[Saved data entries]

++++++++++++++++++++

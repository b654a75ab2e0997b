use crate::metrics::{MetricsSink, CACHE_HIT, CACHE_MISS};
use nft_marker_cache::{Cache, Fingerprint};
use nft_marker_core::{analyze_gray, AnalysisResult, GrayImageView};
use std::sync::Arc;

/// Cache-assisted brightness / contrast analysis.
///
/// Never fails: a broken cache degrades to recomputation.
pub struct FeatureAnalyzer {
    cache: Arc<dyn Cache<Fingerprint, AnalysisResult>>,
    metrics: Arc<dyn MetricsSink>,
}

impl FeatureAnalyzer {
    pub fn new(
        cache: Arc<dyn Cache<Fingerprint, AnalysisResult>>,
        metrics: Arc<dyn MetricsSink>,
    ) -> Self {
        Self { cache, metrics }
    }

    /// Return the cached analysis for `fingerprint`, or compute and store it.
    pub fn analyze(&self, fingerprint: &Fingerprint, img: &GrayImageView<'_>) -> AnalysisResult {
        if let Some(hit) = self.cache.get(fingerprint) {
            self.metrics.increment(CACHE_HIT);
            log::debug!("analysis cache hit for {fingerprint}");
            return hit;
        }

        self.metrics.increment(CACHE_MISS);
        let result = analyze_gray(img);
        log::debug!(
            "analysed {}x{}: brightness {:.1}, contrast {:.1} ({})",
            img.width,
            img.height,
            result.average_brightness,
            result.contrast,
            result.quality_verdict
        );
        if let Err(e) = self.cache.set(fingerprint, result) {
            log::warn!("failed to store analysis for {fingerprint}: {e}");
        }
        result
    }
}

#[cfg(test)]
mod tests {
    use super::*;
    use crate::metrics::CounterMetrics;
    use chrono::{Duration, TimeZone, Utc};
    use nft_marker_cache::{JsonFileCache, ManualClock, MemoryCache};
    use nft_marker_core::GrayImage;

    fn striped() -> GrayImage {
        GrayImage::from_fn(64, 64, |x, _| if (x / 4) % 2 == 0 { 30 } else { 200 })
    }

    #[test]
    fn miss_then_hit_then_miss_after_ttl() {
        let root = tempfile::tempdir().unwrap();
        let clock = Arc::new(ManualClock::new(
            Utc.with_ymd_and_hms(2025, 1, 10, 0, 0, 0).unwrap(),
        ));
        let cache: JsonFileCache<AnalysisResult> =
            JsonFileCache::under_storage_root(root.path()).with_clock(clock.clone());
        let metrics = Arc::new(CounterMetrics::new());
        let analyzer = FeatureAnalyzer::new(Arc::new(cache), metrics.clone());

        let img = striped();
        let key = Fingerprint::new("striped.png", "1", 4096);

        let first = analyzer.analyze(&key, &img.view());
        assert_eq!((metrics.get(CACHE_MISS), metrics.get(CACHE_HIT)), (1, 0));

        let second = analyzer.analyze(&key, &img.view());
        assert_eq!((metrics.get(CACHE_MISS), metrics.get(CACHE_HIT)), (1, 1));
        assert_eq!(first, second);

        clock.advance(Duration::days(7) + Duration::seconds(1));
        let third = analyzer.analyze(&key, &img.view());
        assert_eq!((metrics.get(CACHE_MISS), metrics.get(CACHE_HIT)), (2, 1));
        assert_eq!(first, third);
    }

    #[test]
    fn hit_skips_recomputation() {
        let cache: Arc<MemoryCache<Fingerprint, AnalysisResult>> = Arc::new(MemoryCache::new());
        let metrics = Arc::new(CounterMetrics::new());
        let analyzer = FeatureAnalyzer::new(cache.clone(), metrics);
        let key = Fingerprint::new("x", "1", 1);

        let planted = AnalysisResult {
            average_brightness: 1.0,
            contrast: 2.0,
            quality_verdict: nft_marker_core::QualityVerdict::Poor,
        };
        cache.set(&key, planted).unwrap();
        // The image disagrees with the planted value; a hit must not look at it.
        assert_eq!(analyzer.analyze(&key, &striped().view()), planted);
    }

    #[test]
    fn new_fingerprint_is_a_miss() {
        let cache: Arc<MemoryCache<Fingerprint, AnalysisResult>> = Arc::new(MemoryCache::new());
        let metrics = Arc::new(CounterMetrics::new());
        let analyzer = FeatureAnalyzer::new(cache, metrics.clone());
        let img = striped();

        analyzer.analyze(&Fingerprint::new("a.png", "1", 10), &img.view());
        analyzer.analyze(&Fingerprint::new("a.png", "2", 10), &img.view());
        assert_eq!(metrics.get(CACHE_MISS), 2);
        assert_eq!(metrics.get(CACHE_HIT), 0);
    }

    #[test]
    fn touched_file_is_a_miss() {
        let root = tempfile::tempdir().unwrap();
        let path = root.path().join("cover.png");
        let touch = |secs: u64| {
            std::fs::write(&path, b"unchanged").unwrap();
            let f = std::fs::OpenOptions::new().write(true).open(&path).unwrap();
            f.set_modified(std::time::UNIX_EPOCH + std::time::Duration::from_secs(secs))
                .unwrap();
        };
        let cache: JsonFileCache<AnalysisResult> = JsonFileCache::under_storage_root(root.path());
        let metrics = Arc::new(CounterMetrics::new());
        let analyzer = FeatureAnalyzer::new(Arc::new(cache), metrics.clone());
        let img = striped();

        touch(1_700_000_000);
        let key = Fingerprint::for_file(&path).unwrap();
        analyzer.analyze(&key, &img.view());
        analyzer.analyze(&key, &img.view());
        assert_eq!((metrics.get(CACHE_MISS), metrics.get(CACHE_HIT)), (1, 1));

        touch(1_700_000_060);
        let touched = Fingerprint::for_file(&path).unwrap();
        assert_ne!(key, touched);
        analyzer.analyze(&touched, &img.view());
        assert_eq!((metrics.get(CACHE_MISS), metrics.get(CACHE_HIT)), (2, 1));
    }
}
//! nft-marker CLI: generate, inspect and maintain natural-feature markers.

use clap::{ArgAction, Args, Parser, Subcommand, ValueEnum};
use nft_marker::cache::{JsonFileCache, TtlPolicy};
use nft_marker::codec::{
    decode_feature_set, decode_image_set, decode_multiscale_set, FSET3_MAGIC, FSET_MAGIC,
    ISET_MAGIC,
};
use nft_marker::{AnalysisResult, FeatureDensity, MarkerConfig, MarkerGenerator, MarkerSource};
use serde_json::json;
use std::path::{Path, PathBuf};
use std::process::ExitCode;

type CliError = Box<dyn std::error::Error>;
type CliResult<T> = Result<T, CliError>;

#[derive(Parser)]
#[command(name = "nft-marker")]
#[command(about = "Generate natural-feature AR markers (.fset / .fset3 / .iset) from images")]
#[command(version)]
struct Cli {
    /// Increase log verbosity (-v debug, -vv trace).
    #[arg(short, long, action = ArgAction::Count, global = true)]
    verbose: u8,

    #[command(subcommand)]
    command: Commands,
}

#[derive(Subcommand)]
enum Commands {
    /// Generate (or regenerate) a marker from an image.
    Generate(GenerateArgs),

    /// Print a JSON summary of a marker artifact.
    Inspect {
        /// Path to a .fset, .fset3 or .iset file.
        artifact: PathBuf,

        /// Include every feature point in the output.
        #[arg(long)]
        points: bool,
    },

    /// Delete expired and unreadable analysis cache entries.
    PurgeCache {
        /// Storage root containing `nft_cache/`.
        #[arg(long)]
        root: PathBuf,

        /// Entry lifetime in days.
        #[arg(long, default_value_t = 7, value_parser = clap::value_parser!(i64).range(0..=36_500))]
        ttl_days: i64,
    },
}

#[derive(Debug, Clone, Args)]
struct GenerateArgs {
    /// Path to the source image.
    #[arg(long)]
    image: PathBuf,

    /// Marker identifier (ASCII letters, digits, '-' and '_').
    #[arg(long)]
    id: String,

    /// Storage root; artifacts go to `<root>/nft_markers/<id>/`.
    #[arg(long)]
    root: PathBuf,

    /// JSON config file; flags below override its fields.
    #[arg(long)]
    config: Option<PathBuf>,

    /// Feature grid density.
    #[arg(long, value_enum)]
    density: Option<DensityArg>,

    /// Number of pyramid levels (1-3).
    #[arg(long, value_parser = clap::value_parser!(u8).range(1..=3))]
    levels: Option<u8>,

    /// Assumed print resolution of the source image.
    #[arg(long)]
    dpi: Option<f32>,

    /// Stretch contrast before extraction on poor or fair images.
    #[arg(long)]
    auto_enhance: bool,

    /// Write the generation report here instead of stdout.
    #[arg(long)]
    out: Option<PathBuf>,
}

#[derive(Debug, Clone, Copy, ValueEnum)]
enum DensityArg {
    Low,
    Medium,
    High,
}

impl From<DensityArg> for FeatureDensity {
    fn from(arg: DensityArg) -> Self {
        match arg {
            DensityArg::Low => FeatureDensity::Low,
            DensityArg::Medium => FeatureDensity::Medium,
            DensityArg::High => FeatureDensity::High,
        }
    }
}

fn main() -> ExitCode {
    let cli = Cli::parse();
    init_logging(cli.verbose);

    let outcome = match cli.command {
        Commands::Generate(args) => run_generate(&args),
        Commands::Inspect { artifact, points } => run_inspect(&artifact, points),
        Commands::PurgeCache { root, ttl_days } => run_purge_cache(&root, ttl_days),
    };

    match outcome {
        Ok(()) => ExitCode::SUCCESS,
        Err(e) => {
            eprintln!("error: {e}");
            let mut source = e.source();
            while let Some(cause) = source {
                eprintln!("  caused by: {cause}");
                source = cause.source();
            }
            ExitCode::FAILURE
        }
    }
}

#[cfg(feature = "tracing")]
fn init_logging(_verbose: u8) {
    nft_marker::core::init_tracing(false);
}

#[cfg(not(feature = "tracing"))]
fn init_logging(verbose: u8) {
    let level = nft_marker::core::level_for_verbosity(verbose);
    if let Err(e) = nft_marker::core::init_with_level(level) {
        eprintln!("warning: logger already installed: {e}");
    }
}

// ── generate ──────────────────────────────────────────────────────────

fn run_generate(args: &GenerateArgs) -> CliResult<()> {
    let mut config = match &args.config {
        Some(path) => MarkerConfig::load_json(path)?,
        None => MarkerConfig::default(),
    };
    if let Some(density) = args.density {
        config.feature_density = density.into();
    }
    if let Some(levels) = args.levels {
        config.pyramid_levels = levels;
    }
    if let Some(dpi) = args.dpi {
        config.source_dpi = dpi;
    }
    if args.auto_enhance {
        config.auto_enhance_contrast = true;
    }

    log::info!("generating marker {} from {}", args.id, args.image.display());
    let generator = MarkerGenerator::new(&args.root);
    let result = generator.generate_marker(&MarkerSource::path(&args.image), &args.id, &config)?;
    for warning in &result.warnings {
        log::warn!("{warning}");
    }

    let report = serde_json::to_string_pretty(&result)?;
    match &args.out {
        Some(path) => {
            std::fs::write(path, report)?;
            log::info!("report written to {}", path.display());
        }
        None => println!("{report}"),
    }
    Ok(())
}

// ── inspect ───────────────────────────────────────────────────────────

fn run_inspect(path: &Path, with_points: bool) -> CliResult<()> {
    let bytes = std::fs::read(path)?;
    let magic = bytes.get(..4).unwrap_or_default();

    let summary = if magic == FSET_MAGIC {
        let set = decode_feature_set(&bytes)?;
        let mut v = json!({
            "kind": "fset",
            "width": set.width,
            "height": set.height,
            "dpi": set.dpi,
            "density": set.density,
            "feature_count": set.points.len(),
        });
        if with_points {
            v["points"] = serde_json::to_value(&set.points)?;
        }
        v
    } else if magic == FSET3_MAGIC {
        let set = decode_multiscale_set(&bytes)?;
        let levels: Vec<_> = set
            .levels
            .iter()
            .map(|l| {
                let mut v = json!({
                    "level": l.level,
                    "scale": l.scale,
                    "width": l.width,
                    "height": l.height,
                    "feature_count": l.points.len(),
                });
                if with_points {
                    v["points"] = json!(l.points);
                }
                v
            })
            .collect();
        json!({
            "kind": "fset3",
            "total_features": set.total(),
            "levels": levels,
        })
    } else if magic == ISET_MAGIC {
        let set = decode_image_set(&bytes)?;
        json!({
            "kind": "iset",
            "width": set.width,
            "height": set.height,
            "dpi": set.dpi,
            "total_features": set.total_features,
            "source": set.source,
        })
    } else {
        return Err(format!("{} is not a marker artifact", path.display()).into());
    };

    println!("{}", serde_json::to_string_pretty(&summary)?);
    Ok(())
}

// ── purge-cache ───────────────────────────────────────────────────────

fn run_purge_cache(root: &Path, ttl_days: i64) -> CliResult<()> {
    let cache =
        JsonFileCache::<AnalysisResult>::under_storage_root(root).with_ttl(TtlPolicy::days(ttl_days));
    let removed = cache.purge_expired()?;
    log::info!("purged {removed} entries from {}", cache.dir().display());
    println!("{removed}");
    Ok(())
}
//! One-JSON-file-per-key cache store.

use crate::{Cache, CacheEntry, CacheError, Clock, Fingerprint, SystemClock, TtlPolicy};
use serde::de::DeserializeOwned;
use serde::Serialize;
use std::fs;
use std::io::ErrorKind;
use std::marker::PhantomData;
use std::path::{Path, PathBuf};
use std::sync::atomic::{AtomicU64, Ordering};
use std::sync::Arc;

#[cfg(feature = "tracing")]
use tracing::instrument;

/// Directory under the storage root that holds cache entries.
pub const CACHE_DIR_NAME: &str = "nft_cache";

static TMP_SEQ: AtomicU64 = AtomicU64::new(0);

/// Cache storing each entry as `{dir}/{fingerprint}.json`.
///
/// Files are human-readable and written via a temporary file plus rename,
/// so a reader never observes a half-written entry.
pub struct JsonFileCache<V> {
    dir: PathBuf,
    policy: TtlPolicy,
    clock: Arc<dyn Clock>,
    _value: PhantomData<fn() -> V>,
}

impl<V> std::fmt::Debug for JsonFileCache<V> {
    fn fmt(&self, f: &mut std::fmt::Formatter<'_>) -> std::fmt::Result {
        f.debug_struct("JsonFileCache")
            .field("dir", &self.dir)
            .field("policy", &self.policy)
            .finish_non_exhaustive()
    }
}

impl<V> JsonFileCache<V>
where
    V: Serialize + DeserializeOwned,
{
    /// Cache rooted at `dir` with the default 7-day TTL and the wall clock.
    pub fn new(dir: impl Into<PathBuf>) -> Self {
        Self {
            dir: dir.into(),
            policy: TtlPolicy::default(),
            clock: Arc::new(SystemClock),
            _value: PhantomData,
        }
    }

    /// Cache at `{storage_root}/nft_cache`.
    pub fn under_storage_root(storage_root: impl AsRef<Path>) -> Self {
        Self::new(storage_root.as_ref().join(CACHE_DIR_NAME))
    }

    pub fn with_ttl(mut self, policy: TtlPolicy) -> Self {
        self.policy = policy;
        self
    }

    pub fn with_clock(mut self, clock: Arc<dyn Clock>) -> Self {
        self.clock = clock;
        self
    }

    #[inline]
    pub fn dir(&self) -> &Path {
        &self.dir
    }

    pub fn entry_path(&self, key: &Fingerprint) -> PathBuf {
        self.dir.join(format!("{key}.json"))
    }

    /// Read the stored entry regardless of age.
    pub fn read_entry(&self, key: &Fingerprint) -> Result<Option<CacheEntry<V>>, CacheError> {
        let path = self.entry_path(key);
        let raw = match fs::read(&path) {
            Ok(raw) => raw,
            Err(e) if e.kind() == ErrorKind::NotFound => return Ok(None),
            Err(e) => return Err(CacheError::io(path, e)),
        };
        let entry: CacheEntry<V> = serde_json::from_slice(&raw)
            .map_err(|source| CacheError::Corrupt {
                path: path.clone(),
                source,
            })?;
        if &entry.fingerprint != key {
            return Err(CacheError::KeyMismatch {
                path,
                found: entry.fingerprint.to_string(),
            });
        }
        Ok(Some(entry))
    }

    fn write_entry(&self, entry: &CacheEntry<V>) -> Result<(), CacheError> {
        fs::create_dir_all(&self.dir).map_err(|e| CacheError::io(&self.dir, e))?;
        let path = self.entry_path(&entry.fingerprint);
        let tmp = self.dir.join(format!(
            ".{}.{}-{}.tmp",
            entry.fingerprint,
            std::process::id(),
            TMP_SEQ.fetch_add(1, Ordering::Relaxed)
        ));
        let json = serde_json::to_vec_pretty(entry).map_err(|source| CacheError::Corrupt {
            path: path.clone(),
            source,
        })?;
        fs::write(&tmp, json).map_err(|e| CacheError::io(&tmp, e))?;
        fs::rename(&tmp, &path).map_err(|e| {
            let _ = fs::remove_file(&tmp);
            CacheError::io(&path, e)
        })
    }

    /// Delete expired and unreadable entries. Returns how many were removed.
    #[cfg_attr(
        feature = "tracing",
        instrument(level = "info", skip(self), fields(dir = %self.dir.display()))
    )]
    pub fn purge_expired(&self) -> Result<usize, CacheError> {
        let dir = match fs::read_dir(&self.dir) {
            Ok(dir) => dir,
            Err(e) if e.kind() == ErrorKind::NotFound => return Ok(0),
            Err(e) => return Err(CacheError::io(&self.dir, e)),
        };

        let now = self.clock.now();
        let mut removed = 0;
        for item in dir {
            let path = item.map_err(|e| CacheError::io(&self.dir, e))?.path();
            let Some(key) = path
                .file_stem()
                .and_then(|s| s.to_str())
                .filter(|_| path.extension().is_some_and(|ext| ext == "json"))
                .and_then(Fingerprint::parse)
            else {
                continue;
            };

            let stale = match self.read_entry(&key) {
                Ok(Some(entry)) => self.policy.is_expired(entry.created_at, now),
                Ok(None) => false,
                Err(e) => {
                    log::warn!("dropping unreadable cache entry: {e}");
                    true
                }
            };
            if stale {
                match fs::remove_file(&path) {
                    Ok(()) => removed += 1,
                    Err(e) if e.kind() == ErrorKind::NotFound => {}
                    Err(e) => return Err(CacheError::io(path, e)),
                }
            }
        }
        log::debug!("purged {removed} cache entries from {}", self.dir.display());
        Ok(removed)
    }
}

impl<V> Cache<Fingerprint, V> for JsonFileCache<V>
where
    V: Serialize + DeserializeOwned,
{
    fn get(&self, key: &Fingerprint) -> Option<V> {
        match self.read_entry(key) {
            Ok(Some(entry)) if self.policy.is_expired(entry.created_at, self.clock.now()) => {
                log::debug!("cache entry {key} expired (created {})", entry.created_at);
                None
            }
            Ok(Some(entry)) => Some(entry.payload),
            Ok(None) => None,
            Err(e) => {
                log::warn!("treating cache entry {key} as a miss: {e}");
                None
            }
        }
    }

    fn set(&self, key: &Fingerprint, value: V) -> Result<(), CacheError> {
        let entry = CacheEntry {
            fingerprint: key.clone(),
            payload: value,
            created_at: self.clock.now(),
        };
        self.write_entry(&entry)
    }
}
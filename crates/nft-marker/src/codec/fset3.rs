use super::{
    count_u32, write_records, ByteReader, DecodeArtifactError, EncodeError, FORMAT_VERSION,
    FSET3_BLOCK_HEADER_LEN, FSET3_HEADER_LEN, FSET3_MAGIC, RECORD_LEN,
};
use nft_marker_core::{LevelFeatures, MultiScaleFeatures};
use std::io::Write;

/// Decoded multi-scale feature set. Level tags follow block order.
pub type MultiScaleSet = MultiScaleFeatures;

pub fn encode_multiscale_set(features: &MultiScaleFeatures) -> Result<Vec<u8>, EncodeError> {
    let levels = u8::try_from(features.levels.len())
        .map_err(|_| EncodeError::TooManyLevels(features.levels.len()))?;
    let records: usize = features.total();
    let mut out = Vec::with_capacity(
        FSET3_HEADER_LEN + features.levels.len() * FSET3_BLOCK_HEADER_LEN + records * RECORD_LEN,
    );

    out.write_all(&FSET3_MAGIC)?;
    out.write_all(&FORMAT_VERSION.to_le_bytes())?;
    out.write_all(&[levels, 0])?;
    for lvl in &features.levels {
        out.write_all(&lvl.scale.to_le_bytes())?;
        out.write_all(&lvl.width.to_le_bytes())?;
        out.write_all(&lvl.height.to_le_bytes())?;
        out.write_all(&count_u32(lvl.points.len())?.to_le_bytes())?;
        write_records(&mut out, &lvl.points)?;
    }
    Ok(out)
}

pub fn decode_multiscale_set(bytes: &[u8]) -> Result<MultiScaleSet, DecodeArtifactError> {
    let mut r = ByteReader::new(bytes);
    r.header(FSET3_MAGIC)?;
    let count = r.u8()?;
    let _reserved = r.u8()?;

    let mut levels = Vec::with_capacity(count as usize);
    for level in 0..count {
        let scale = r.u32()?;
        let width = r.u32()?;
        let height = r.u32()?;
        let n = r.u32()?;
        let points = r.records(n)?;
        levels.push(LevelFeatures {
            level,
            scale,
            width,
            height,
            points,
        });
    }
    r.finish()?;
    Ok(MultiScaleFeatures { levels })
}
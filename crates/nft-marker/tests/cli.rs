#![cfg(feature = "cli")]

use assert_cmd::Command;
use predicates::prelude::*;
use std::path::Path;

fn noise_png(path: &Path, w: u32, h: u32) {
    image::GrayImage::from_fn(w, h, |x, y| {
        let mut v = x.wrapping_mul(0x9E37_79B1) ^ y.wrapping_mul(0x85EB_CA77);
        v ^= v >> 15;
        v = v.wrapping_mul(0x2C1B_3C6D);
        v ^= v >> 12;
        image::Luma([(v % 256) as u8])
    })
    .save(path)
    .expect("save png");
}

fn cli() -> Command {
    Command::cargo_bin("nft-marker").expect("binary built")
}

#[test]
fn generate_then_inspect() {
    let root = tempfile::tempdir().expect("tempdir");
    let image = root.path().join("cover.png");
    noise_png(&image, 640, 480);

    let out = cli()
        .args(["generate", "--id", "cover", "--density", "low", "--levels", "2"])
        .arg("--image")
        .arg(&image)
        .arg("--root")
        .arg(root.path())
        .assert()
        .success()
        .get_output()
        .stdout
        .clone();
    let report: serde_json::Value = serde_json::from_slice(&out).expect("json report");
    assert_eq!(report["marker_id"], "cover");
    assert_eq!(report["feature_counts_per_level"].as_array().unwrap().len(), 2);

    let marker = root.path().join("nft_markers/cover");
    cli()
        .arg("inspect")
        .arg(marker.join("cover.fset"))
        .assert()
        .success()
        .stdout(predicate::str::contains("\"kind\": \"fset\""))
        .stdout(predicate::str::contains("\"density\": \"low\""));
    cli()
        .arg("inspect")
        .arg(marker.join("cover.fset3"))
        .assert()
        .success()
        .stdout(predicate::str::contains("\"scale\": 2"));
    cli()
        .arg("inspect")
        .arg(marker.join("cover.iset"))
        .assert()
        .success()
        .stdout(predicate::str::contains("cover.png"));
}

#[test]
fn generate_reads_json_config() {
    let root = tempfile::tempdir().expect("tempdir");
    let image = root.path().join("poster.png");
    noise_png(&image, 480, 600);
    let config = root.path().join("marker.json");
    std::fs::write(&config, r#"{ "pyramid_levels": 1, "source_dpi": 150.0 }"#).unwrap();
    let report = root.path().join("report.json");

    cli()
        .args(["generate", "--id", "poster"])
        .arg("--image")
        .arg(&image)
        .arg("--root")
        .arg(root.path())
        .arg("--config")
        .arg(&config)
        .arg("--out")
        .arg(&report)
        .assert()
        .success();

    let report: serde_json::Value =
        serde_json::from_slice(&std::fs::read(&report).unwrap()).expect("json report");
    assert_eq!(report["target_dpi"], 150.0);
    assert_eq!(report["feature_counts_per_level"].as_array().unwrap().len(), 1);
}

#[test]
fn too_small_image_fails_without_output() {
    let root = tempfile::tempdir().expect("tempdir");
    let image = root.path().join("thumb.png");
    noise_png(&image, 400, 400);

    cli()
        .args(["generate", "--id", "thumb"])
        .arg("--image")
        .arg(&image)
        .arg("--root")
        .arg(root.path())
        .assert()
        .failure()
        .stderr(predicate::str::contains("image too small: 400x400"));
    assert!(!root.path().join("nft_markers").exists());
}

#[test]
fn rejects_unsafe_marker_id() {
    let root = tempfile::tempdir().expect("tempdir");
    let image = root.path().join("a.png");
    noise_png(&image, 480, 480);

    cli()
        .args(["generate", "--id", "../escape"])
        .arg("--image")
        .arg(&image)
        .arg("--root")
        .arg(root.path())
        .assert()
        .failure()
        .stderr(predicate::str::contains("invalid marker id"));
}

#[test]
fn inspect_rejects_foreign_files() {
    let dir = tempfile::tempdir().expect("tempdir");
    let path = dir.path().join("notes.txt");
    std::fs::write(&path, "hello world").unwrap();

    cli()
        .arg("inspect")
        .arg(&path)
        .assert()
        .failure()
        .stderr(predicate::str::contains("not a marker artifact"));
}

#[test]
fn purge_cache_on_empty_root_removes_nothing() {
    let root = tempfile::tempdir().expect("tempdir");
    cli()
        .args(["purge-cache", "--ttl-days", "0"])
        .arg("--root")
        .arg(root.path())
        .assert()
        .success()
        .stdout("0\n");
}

++++++++++++++++++++

• **Assigned task**: If a line in the records above contains the word "process", count it, then give the total and nothing else.

• **Output**: 2